**Your goal**
Two lines below mark the span: the one containing "repository 34f8d025ddfbd21c" and the one containing "the pipeline/channel boundary;". Set down both, plus every line between, exactly as they stand, and nothing else.

Start of Data for this exercise

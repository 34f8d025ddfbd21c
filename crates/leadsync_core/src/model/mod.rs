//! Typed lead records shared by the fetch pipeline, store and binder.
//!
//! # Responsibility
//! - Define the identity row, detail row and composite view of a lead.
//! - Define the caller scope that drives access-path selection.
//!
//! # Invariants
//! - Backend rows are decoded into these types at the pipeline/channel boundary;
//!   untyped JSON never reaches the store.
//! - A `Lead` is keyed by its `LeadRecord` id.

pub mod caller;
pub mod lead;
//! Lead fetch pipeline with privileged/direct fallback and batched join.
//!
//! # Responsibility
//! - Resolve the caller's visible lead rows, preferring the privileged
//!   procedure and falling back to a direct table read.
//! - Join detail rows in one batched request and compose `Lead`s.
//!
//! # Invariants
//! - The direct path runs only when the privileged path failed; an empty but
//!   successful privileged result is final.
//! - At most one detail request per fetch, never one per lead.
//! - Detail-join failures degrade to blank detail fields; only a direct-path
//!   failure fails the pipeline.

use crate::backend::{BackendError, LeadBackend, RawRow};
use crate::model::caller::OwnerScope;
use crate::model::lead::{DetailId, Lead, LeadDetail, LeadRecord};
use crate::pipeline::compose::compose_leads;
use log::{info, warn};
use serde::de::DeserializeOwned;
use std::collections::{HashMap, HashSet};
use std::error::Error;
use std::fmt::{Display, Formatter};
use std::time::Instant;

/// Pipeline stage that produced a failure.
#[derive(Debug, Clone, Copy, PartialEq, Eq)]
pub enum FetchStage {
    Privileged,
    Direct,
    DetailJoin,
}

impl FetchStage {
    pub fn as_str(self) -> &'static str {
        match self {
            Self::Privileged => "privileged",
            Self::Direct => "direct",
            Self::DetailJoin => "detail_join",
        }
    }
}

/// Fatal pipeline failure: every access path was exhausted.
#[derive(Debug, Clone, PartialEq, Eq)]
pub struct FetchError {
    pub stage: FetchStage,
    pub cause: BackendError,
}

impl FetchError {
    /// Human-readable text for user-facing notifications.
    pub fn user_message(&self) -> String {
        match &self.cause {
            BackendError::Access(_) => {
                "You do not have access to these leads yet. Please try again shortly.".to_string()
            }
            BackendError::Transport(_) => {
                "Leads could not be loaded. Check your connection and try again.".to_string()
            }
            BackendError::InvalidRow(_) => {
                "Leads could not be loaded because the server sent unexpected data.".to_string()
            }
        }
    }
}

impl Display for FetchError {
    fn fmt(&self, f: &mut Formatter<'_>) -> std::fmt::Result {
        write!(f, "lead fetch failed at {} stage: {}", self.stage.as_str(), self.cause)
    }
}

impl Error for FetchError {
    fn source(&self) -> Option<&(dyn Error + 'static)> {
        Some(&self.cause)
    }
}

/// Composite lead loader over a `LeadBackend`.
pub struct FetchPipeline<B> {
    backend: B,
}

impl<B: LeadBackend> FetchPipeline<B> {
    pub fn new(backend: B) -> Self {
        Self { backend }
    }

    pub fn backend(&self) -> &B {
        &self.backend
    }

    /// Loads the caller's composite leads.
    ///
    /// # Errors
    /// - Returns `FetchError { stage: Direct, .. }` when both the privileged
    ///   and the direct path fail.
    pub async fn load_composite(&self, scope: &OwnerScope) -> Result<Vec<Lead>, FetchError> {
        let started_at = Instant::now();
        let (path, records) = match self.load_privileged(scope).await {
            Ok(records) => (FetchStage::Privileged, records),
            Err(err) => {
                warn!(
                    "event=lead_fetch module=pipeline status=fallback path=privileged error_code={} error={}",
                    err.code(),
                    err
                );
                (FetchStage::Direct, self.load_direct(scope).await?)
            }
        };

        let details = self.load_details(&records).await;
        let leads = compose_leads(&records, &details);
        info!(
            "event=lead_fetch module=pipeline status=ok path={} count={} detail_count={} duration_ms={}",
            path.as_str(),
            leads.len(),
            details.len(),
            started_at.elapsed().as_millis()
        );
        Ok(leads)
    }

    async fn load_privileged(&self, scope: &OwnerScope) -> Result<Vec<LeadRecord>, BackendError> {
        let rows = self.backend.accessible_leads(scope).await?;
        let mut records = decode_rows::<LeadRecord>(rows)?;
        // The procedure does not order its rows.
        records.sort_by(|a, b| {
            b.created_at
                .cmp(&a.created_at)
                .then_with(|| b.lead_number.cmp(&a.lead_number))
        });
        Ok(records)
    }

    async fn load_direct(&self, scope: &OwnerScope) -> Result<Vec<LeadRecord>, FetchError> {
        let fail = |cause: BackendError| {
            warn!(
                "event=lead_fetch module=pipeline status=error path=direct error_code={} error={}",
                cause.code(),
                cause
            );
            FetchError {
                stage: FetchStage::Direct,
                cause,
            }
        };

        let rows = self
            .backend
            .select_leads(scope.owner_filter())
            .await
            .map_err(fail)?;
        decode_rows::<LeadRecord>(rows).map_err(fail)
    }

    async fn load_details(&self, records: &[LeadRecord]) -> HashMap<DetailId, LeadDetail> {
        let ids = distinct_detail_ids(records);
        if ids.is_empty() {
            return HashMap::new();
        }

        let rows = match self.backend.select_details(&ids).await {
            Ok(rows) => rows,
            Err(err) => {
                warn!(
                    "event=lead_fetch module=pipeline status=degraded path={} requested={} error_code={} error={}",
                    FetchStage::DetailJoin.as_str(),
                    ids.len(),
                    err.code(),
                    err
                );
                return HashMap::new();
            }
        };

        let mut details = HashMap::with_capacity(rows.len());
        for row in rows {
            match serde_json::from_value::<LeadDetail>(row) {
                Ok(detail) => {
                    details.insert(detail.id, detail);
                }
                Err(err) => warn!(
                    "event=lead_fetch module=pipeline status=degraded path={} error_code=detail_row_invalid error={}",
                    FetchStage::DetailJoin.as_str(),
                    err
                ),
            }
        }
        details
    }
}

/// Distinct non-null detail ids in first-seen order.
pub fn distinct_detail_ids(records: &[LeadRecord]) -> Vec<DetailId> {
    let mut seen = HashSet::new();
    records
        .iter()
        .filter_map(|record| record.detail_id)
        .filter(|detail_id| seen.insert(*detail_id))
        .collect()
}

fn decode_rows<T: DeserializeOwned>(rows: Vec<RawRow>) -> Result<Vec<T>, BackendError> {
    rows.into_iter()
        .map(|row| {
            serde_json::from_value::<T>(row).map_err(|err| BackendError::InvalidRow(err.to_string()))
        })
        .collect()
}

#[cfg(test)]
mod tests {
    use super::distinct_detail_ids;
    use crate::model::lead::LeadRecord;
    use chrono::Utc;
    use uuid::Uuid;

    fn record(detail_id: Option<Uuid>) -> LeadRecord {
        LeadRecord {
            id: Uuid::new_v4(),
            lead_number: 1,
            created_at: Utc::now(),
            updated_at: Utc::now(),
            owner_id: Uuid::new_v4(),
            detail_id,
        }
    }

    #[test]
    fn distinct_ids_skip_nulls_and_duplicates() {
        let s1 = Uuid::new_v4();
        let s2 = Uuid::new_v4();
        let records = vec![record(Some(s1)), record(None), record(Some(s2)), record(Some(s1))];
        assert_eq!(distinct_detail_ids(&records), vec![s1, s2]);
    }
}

End of Data for this exercise
Start of Data for this exercise

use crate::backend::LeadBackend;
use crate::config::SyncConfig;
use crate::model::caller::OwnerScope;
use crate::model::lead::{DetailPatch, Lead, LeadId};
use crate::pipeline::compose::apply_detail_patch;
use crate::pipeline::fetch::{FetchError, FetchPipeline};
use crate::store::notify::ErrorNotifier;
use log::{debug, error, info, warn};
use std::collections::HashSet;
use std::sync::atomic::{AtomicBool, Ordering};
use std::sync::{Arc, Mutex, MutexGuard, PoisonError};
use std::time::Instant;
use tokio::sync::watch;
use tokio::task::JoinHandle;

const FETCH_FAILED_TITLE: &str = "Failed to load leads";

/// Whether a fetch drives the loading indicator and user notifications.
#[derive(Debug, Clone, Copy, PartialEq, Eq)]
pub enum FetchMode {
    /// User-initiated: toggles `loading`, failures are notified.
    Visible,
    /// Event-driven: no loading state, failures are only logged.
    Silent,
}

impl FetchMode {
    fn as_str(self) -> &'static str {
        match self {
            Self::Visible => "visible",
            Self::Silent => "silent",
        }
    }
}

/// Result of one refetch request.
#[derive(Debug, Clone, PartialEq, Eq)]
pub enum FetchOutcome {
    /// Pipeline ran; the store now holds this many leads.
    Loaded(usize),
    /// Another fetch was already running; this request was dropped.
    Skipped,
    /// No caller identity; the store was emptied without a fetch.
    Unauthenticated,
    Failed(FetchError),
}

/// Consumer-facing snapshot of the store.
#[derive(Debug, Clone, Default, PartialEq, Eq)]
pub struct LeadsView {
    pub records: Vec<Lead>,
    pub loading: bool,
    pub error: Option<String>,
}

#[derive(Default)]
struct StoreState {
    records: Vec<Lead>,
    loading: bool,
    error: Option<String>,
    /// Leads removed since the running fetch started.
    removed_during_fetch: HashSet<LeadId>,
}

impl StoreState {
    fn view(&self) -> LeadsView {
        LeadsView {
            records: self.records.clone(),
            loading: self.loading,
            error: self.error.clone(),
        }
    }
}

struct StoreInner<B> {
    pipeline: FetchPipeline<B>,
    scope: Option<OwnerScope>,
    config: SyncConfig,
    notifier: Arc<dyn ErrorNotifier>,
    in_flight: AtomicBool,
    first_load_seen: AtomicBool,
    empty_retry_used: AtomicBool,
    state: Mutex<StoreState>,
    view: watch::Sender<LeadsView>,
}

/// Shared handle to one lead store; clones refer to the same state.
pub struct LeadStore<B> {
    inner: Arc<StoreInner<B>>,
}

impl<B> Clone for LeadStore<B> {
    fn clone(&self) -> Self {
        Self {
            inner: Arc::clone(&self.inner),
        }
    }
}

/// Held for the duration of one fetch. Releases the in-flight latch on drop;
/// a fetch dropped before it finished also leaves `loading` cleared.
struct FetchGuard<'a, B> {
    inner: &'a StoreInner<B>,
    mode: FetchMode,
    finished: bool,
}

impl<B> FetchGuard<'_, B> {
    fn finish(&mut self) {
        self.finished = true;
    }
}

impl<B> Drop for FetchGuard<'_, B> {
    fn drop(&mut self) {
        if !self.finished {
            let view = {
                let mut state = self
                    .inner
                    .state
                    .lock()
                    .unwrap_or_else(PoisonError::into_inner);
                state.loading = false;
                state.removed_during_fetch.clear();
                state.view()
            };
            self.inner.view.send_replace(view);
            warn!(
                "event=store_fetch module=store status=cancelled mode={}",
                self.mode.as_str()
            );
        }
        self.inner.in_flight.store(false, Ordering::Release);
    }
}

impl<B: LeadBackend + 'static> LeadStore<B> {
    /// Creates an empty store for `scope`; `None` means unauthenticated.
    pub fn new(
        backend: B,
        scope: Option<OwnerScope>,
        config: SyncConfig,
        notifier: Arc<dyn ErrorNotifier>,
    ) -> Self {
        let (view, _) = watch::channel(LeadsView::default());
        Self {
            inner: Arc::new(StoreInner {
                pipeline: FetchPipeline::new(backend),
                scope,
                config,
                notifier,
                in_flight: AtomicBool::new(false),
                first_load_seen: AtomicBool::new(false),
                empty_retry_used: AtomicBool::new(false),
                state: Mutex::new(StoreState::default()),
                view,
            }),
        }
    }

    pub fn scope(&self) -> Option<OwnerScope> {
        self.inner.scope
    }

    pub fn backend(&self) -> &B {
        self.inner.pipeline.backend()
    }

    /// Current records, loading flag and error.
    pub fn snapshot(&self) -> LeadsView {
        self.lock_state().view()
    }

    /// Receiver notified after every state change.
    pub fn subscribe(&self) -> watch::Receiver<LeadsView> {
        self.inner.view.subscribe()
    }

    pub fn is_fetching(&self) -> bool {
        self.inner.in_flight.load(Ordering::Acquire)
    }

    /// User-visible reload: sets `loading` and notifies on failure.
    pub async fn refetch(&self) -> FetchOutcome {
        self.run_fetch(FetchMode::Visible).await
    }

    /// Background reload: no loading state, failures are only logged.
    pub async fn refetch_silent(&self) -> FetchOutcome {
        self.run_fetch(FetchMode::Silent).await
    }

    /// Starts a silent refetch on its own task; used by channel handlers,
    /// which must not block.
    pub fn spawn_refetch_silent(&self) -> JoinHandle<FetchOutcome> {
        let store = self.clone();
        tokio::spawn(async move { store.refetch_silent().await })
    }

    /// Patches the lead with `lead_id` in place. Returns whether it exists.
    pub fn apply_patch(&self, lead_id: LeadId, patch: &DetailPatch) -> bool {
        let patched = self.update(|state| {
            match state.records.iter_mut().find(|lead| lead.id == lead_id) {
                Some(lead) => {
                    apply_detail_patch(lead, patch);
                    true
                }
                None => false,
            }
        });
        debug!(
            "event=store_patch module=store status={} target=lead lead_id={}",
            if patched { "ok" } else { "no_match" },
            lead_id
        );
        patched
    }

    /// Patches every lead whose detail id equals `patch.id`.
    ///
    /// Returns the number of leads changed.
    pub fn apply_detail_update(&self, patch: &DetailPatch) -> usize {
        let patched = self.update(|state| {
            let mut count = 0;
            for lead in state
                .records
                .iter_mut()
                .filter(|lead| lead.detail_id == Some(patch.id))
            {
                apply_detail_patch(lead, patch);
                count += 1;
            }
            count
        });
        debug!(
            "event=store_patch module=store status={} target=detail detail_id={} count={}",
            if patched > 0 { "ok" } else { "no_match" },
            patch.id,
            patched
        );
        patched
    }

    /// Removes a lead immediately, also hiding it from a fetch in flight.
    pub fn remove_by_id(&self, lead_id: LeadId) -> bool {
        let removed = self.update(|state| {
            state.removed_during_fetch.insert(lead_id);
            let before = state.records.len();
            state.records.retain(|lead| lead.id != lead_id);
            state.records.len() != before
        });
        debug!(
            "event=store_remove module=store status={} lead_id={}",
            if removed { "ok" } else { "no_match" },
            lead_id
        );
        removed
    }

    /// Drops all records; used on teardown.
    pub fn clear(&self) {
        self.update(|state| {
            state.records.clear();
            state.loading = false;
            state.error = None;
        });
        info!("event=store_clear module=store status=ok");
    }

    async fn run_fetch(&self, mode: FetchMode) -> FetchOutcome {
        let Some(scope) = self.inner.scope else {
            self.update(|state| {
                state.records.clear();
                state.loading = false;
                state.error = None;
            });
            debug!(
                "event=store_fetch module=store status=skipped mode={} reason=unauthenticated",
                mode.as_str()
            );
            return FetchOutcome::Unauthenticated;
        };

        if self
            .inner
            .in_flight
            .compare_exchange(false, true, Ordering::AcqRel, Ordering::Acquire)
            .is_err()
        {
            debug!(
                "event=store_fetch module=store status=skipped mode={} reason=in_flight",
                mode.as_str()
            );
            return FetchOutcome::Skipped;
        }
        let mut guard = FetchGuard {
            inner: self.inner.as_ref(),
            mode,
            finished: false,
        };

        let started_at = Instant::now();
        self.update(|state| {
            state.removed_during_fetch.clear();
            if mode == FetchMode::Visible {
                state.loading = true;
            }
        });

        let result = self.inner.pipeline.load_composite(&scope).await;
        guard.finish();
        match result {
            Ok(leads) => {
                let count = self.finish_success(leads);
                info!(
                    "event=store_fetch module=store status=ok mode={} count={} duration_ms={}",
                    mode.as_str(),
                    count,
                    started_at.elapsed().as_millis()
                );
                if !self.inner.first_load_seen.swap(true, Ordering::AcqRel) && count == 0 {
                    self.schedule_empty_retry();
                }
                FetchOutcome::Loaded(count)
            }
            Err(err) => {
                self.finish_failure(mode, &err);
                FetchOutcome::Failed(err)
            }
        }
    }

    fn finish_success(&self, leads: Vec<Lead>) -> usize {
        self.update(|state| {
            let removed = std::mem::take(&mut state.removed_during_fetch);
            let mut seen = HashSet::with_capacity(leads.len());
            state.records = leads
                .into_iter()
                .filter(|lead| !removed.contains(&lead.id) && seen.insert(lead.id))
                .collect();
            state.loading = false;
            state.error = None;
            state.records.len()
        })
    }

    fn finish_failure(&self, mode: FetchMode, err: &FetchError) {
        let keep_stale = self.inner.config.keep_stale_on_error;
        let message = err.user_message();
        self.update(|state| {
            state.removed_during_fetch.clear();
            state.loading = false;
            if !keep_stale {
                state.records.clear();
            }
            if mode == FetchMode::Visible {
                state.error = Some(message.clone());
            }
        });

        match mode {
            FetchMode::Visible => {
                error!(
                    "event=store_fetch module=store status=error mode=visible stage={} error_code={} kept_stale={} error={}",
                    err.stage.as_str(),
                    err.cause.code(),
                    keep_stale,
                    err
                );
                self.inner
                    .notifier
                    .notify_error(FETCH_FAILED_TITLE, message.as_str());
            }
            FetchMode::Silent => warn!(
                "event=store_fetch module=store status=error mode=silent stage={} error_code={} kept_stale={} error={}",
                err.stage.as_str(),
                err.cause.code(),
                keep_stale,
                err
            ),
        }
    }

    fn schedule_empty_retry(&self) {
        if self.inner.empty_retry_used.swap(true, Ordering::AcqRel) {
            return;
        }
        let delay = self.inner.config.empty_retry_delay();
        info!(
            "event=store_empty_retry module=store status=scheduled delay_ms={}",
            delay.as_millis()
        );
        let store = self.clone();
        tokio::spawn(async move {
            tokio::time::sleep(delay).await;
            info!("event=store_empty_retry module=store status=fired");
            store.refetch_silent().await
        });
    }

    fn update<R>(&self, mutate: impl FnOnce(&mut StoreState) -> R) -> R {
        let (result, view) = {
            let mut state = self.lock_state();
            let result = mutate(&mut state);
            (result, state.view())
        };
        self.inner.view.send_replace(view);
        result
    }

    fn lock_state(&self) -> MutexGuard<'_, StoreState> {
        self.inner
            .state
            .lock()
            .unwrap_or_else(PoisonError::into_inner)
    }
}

End of Data for this exercise

**Your solution**
repository 34f8d025ddfbd21c
filename crates/leadsync_core/src/model/mod.rs
//! Typed lead records shared by the fetch pipeline, store and binder.
//!
//! # Responsibility
//! - Define the identity row, detail row and composite view of a lead.
//! - Define the caller scope that drives access-path selection.
//!
//! # Invariants
//! - Backend rows are decoded into these types at the pipeline/channel boundary;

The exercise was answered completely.